WHAT TO WORK ON: Only the closing stretch of the material is wanted: the line containing "pub fn record_id(&mut" and every line after it, transcribed exactly.

┌────────

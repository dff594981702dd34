//! Source to target identifier bookkeeping
//!
//! The [`IdentifierMap`] is the only state carried from one install stage to
//! the next. For every category it maps the identifiers a bundle declares to
//! the identifiers the target assigned, plus GUID and name maps for the
//! categories other entities reference by GUID or name.
//!
//! A stage gets write access to its own category only, through
//! [`IdentifierMap::stage`]; everything recorded by earlier stages stays
//! readable. Entries are never removed.

pub mod prefix;

use std::collections::BTreeMap;

use serde::Serialize;

use crate::domain::EntityCategory;

type Table = BTreeMap<String, String>;

/// Accumulated source to target identifiers of one install attempt
#[derive(Debug, Clone, Default, PartialEq, Eq, Serialize)]
pub struct IdentifierMap {
    ids: BTreeMap<EntityCategory, Table>,
    guids: BTreeMap<EntityCategory, Table>,
    names: BTreeMap<EntityCategory, Table>,
}

impl IdentifierMap {
    pub fn new() -> Self {
        Self::default()
    }

    /// Target identifier recorded for a source identifier
    pub fn id(&self, category: EntityCategory, source: &str) -> Option<&str> {
        lookup(&self.ids, category, source)
    }

    /// Target GUID recorded for a source GUID
    pub fn guid(&self, category: EntityCategory, source_guid: &str) -> Option<&str> {
        lookup(&self.guids, category, source_guid)
    }

    /// Target name recorded for a source name
    pub fn name(&self, category: EntityCategory, source_name: &str) -> Option<&str> {
        lookup(&self.names, category, source_name)
    }

    /// All source to target identifier pairs of a category, sorted by source
    pub fn ids(&self, category: EntityCategory) -> impl Iterator<Item = (&str, &str)> {
        self.ids
            .get(&category)
            .into_iter()
            .flat_map(|table| table.iter().map(|(k, v)| (k.as_str(), v.as_str())))
    }

    pub fn len(&self, category: EntityCategory) -> usize {
        self.ids.get(&category).map_or(0, BTreeMap::len)
    }

    pub fn is_empty(&self) -> bool {
        self.ids.values().all(BTreeMap::is_empty)
            && self.guids.values().all(BTreeMap::is_empty)
            && self.names.values().all(BTreeMap::is_empty)
    }

    /// Writable handle for the category currently installing
    pub fn stage(&mut self, category: EntityCategory) -> StageIdentifiers<'_> {
        StageIdentifiers {
            map: self,
            category,
        }
    }
}

fn lookup<'a>(
    tables: &'a BTreeMap<EntityCategory, Table>,
    category: EntityCategory,
    key: &str,
) -> Option<&'a str> {
    tables
        .get(&category)
        .and_then(|table| table.get(key))
        .map(String::as_str)
}

fn record(
    tables: &mut BTreeMap<EntityCategory, Table>,
    category: EntityCategory,
    source: &str,
    target: &str,
) {
    let previous = tables
        .entry(category)
        .or_default()
        .insert(source.to_string(), target.to_string());
    if let Some(previous) = previous.filter(|p| p != target) {
        tracing::warn!(%category, source, from = %previous, to = target, "identifier remapped");
    }
}

/// Write access to one category of an [`IdentifierMap`]
pub struct StageIdentifiers<'a> {
    map: &'a mut IdentifierMap,
    category: EntityCategory,
}

impl StageIdentifiers<'_> {
    pub fn category(&self) -> EntityCategory {
        self.category
    }

    /// Read access to every category, including the one being written
    pub fn read(&self) -> &IdentifierMap {
        self.map
    }

    pub fn record_id(&mut self, source: &str, target: &str) {
        record(&mut self.map.ids, self.category, source, target);
    }

    pub fn record_guid(&mut self, source_guid: &str, target_guid: &str) {
        record(&mut self.map.guids, self.category, source_guid, target_guid);
    }

    pub fn record_name(&mut self, source_name: &str, target_name: &str) {
        record(&mut self.map.names, self.category, source_name, target_name);
    }
}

└────────

TASK RESPONSE:
    pub fn record_id(&mut self, source: &str, target: &str) {
        record(&mut self.map.ids, self.category, source, target);
    }

    pub fn record_guid(&mut self, source_guid: &str, target_guid: &str) {
        record(&mut self.map.guids, self.category, source_guid, target_guid);
    }

    pub fn record_name(&mut self, source_name: &str, target_name: &str) {
        record(&mut self.map.names, self.category, source_name, target_name);
    }
}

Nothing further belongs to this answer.